Since the birth of my baby she has constantly criticised me for following GF (she wrote REGULATED !! in big letters in my notes at the 6 week check) and for my intention of returning to a high pressure job when DD was 4 months. After reading your experiences susanamt I am now about to draft a letter of complaint to my practice manager. She cannot be allowed to make anybody else feel as awful as she did me.

WideWebWitch · 15/09/2002 00:00

Prufrock, that's terrible and I'm really sorry this woman was allowed to make you feel this way. Please do write the letter.

ExpatKat · 15/09/2002 00:22

I can say what I like and don't like about my HV.

I like her helpfulness re. suggesting ways to meet other local mums, either through drop-ins or classes. I also like her attentiveness and perceptiveness when examining/assessing ds.

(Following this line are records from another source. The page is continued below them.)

// Word generator: expands syllable patterns into phoneme strings under the
// inventory's phonotactic constraints.
//
// Algorithm per word:
// 1. For each syllable, pick a pattern uniformly and walk its slots:
//    - C at the start of a CC run may take a whole onset cluster; a final C
//      draws from the permitted codas; any other C draws from the consonants.
//    - V followed by V may take a whole vowel cluster; otherwise a single
//      vowel that differs from the syllable's previous single vowel.
// 2. If the word so far ends in a vowel and the new syllable starts with one,
//    prepend a consonant (codas first, then all consonants, never one that
//    contains a vowel character) to break the hiatus.
// 3. Concatenate.
//
// Generation state is explicit: `WordState` carries the word-scoped
// "accented vowel already used" flag across syllables, `SyllableState` the
// syllable-scoped last vowel. Every constrained draw filters its candidate
// pool first and samples once, so a call always terminates; an empty
// filtered pool is reported as a `GenerateError` instead of retried.
//
// All randomness comes from the caller's `WordRng`. The same inventory, count
// and seed always produce the same word.

use crate::error::GenerateError;
use crate::inventory::Inventory;
use crate::types::{GeneratedWord, Slot, SyllablePattern, is_accented};
use lexiforge_prng::WordRng;

/// Syllable count range used when the caller does not specify one.
pub const DEFAULT_SYLLABLES: (usize, usize) = (1, 3);

/// Word-scoped generation state.
#[derive(Debug, Default)]
struct WordState {
    stress_used: bool,
}

/// Syllable-scoped generation state, reset at every syllable.
#[derive(Debug, Default)]
struct SyllableState<'a> {
    last_vowel: Option<&'a str>,
}

/// Candidate pools flattened from the inventory's sets once per word, so each
/// draw is a uniform pick from a slice.
struct Pools<'a> {
    consonants: Vec<&'a str>,
    vowels: Vec<&'a str>,
    plain_vowels: Vec<&'a str>,
    codas: Vec<&'a str>,
    onset_clusters: Vec<&'a str>,
    vowel_clusters: Vec<&'a str>,
    plain_vowel_clusters: Vec<&'a str>,
    hiatus_breakers: Vec<&'a str>,
}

On the flip side, I don't like it when she identifies problems that aren't really problems. So ds mumbles when tired; it doesn't mean he needs speech therapy! He's 2! And the fact that he interrupted me several times when I was talking to HV can't possibly mean that I need to take parenting classes in order to learn to curb that kind of (normal, IMO) behaviour. I almost had the sense she was finding problems in order to justify her existence, and the existence of those parenting classes she was trying to push. But mostly I left feeling demoralised--and I was 8.5 mos pregnant with #2, not an ideal time for HV to imply that I don't know what I'm doing as a parent!

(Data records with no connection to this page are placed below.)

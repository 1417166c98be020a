// Lexiforge word generator: CLI entry point.
//
// Loads a language configuration (JSON, or the embedded default), validates
// its inventory, prints a list of generated words with their syllable
// breakdown, and optionally a few example sentences built from freshly
// generated nouns and verbs.
//
// Usage:
//   generate [OPTIONS]
//     --config <PATH>     Language configuration JSON (default: embedded)
//     --count <N>         Number of words to print (default: 5)
//     --syllables <N>     Syllables per word (default: random 1-3)
//     --seed <N>          RNG seed (default: from the clock)
//     --sentences <N>     Example sentences to print (default: 0)
//
// Set RUST_LOG=debug to see hiatus repairs and cluster fallbacks.

use std::path::PathBuf;
use std::time::{SystemTime, UNIX_EPOCH};

use lexiforge_lang::{LanguageConfig, Vocabulary, WordClass, default_config};
use lexiforge_prng::WordRng;

/// Parsed command-line options.
struct Options {
    config: Option<PathBuf>,
    count: usize,
    syllables: Option<usize>,
    seed: Option<u64>,
    sentences: usize,
}

impl Default for Options {
    fn default() -> Self {
        Options {
            config: None,
            count: 5,
            syllables: None,
            seed: None,
            sentences: 0,
        }
    }
}

fn main() {
    env_logger::init();
    let options = parse_args();

    let config = match &options.config {
        Some(path) => match LanguageConfig::load(path) {
            Ok(config) => config,
            Err(e) => {
                eprintln!("Failed to load {}: {e}", path.display());
                std::process::exit(1);
            }
        },
        None => default_config(),
    };

    let (language, rejected) = config.into_language();
    if !rejected.is_empty() {
        println!("Skipped {} invalid configuration entries:", rejected.len());
        for r in &rejected {
            println!("  - {r}");
        }
        println!();
    }

    let seed = options.seed.unwrap_or_else(clock_seed);
    let mut rng = WordRng::new(seed);

    let inventory = &language.inventory;
    println!("=== Lexiforge ===");
    println!("Consonants: {}", join(inventory.consonants().iter()));
    println!("Vowels: {}", join(inventory.vowels().iter()));
    println!("Patterns: {}", join(inventory.syllable_patterns().iter()));
    println!("Seed: {seed}");
    println!();

    for i in 0..options.count {
        match language.generate_word(options.syllables, &mut rng) {
            Ok(word) => println!("{}. {} ({})", i + 1, word, word.syllables.join("·")),
            Err(e) => {
                eprintln!("Generation failed: {e}");
                std::process::exit(1);
            }
        }
    }

    if options.sentences == 0 {
        return;
    }

    let mut vocabulary = Vocabulary::new();
    for (class, n) in [(WordClass::Noun, 3), (WordClass::Verb, 2)] {
        if let Err(e) = vocabulary.fill(inventory, class, n, None, &mut rng) {
            eprintln!("Generation failed: {e}");
            std::process::exit(1);
        }
    }

    println!();
    let counts = vocabulary
        .counts()
        .into_iter()
        .map(|(class, n)| format!("{n} {class}"));
    println!("Vocabulary: {}", join(counts));
    println!("Nouns: {}", join(vocabulary.words(WordClass::Noun).iter()));
    println!("Verbs: {}", join(vocabulary.words(WordClass::Verb).iter()));
    for _ in 0..options.sentences {
        if let Some(showcase) = language.showcase(&vocabulary, &mut rng) {
            println!();
            println!("  Statement: {}", showcase.declarative);
            println!("  Negative:  {}", showcase.negative);
            println!("  Question:  {}", showcase.question);
        }
    }
}

/// Parse command-line arguments into `Options`. Uses simple
/// `std::env::args()` matching.
fn parse_args() -> Options {
    let mut options = Options::default();
    let args: Vec<String> = std::env::args().collect();
    let mut i = 1;

    while i < args.len() {
        match args[i].as_str() {
            "--config" => {
                i += 1;
                options.config = Some(args.get(i).map(PathBuf::from).unwrap_or_else(|| {
                    eprintln!("--config requires a path");
                    std::process::exit(1);
                }));
            }
            "--count" => {
                i += 1;
                options.count = parse_number(&args, i, "--count");
            }
            "--syllables" => {
                i += 1;
                options.syllables = Some(parse_number(&args, i, "--syllables"));
            }
            "--seed" => {
                i += 1;
                options.seed = Some(parse_number(&args, i, "--seed"));
            }
            "--sentences" => {
                i += 1;
                options.sentences = parse_number(&args, i, "--sentences");
            }
            "--help" | "-h" => {
                print_usage();
                std::process::exit(0);
            }
            other => {
                eprintln!("Unknown argument: {other}");
                print_usage();
                std::process::exit(1);
            }
        }
        i += 1;
    }

    options
}

fn parse_number<T: std::str::FromStr>(args: &[String], i: usize, flag: &str) -> T {
    args.get(i).and_then(|s| s.parse().ok()).unwrap_or_else(|| {
        eprintln!("{flag} requires a valid number");
        std::process::exit(1);
    })
}

fn print_usage() {
    println!("Usage: generate [OPTIONS]");
    println!("  --config <PATH>     Language configuration JSON (default: embedded)");
    println!("  --count <N>         Number of words to print (default: 5)");
    println!("  --syllables <N>     Syllables per word (default: random 1-3)");
    println!("  --seed <N>          RNG seed (default: from the clock)");
    println!("  --sentences <N>     Example sentences to print (default: 0)");
}

fn clock_seed() -> u64 {
    SystemTime::now()
        .duration_since(UNIX_EPOCH)
        .map(|d| d.as_nanos() as u64)
        .unwrap_or(0)
}

fn join<T: std::fmt::Display>(items: impl Iterator<Item = T>) -> String {
    items.map(|x| x.to_string()).collect::<Vec<_>>().join(", ")
}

Bobbins · 15/09/2002 00:42

My HV was lovely, if a little patronising. She was in on our ante natal classes, and did these meditation sessions every week. We'd get the gen about looking after baby an then she'd play this "relax...pretend you are in a baloon" tape...for half an hour. She had the sing song voice of someone from Barbados (Ithink thats her origins), she had children herself, and she was lovely. But she also sounded like she thought I was in primary school, even when I tried to talk to her like an adult. I remember talking to my son when I was changing his nappy and calling it his pee pee, and her remonstrating with me and saying I should call it his penis.....durr...this really annoyed me.i did lke her though, bt just wished she'd let me get on with it.

i went through some university study about development as well, but suddenly felt paranoid after the third session. I just wanted to get on with it without being judged.

Jasper · 15/09/2002 21:06

my experience of HVs is they are really nice but a bit dippy.I think some of them make things up as they go along.

susanmt · 15/09/2002 23:03

Folks this has been brilliant. I am going to look so knowledgeable and wellresearched come Thursday! It is very interesting because what you have said ties in really well with what local mums are thinking - great minds think alike.
When we have a job descrpition I'll let you know what has been included!